▶ [Task description]
Go through the data and retrieve each line that includes the string "axum".

▶ [The data]
⁂
use axum::extract::State;
use axum::http::header::{CACHE_CONTROL, ETAG, IF_NONE_MATCH};
use axum::http::{HeaderMap, HeaderValue, StatusCode};
use axum::response::{IntoResponse, Response};
use axum::Json;
use serde::ser::SerializeStruct;
use serde::{Serialize, Serializer};

use crate::api::state::AppState;
use crate::models::{Policy, RankingTable};
use crate::storage::Standings;

/// Wire shape of `GET /api/scores`.
///
/// ```json
/// {
///   "scores":  {"<player>": 12, ...},
///   "avatars": {"<player>": "<url or empty>", ...},
///   "ranks":   {"<player>": 1234, ...},
///   "match_name": "..."
/// }
/// ```
///
/// Maps follow ranking order, best first. `ranks` is only present under the
/// total-score policy and only lists players with a known global rank.
pub struct ScoresResponse<'a> {
    standings: &'a Standings,
}

impl<'a> From<&'a Standings> for ScoresResponse<'a> {
    fn from(standings: &'a Standings) -> Self {
        Self { standings }
    }
}

struct ScoreMap<'a>(&'a RankingTable);
struct AvatarMap<'a>(&'a RankingTable);
struct RankMap<'a>(&'a RankingTable);

impl Serialize for ScoreMap<'_> {
    fn serialize<S: Serializer>(&self, serializer: S) -> Result<S::Ok, S::Error> {
        serializer.collect_map(self.0.iter().map(|e| (&e.player_name, e.score)))
    }
}

impl Serialize for AvatarMap<'_> {
    fn serialize<S: Serializer>(&self, serializer: S) -> Result<S::Ok, S::Error> {
        serializer.collect_map(
            self.0
                .iter()
                .map(|e| (&e.player_name, e.avatar_url.as_deref().unwrap_or(""))),
        )
    }
}

impl Serialize for RankMap<'_> {
    fn serialize<S: Serializer>(&self, serializer: S) -> Result<S::Ok, S::Error> {
        serializer.collect_map(
            self.0
                .iter()
                .filter_map(|e| e.global_rank.map(|rank| (&e.player_name, rank))),
        )
    }
}

impl Serialize for ScoresResponse<'_> {
    fn serialize<S: Serializer>(&self, serializer: S) -> Result<S::Ok, S::Error> {
        let table = &self.standings.table;
        let with_ranks = table.policy == Policy::TotalScore;

        let mut state =
            serializer.serialize_struct("ScoresResponse", if with_ranks { 4 } else { 3 })?;
        state.serialize_field("scores", &ScoreMap(table))?;
        state.serialize_field("avatars", &AvatarMap(table))?;
        if with_ranks {
            state.serialize_field("ranks", &RankMap(table))?;
        } else {
            state.skip_field("ranks")?;
        }
        state.serialize_field("match_name", &self.standings.match_name)?;
        state.end()
    }
}

fn etag_matches(headers: &HeaderMap, etag: &str) -> bool {
    headers
        .get_all(IF_NONE_MATCH)
        .iter()
        .filter_map(|v| v.to_str().ok())
        .flat_map(|v| v.split(','))
        .map(str::trim)
        .any(|tag| tag == "*" || tag == etag || tag.strip_prefix("W/") == Some(etag))
}

pub async fn get_scores(State(state): State<AppState>, headers: HeaderMap) -> Response {
    let standings = state.store.read().await;
    let etag = format!("\"{}\"", standings.fingerprint);

    let mut response = if etag_matches(&headers, &etag) {
        StatusCode::NOT_MODIFIED.into_response()
    } else {
        Json(ScoresResponse::from(standings.as_ref())).into_response()
    };

    if let Ok(value) = HeaderValue::from_str(&etag) {
        response.headers_mut().insert(ETAG, value);
    }
    response
        .headers_mut()
        .insert(CACHE_CONTROL, HeaderValue::from_static("no-cache"));
    response
}
//! Core data models for the leaderboard.

mod ids;
mod player;
mod ranking;
mod snapshot;

pub use ids::*;
pub use player::*;
pub use ranking::*;
pub use snapshot::*;
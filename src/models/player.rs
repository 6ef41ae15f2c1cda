//! Player model.

use serde::{Deserialize, Serialize};

use super::PlayerId;

/// A match participant with best-effort enrichment.
#[derive(Debug, Clone, PartialEq, Eq, Serialize, Deserialize)]
pub struct Player {
    pub id: PlayerId,

    /// Display name
    pub username: String,

    /// Avatar image URL, if known
    pub avatar_url: Option<String>,

    /// Global performance rank, if known
    pub global_rank: Option<u32>,
}

impl Player {
    /// Create a player without enrichment.
    pub fn new(id: impl Into<PlayerId>, username: impl Into<String>) -> Self {
        Self {
            id: id.into(),
            username: username.into(),
            avatar_url: None,
            global_rank: None,
        }
    }

    pub fn with_avatar(mut self, url: impl Into<String>) -> Self {
        self.avatar_url = Some(url.into());
        self
    }

    pub fn with_global_rank(mut self, rank: u32) -> Self {
        self.global_rank = Some(rank);
        self
    }
}
//! Match snapshot models.

use serde::{Deserialize, Serialize};

use super::{Player, PlayerId};

/// A single player's raw score on one map.
#[derive(Debug, Clone, Copy, PartialEq, Eq, Serialize, Deserialize)]
pub struct ScoreEntry {
    pub player_id: PlayerId,
    pub score: u64,
}

impl ScoreEntry {
    pub fn new(player_id: impl Into<PlayerId>, score: u64) -> Self {
        Self {
            player_id: player_id.into(),
            score,
        }
    }
}

/// One completed map within a match.
#[derive(Debug, Clone, PartialEq, Eq, Serialize, Deserialize)]
pub struct GameEvent {
    /// Provider game id
    pub game_id: u64,

    /// Beatmap played, if reported
    pub beatmap_id: Option<u64>,

    /// Scores in the order the provider reported them
    pub scores: Vec<ScoreEntry>,
}

impl GameEvent {
    pub fn new(game_id: u64, scores: Vec<ScoreEntry>) -> Self {
        Self {
            game_id,
            beatmap_id: None,
            scores,
        }
    }
}

/// An internally consistent view of a match at one point in time.
#[derive(Debug, Clone, Default, PartialEq, Eq, Serialize, Deserialize)]
pub struct Snapshot {
    pub match_name: String,

    /// Participants, in provider order
    pub players: Vec<Player>,

    /// Completed games, in play order
    pub games: Vec<GameEvent>,
}

impl Snapshot {
    pub fn new(match_name: impl Into<String>, players: Vec<Player>, games: Vec<GameEvent>) -> Self {
        Self {
            match_name: match_name.into(),
            players,
            games,
        }
    }

    /// Look up a participant by id.
    pub fn player(&self, id: PlayerId) -> Option<&Player> {
        self.players.iter().find(|p| p.id == id)
    }
}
⁂
▶ [The answer]
use axum::extract::State;
use axum::http::header::{CACHE_CONTROL, ETAG, IF_NONE_MATCH};
use axum::http::{HeaderMap, HeaderValue, StatusCode};
use axum::response::{IntoResponse, Response};
use axum::Json;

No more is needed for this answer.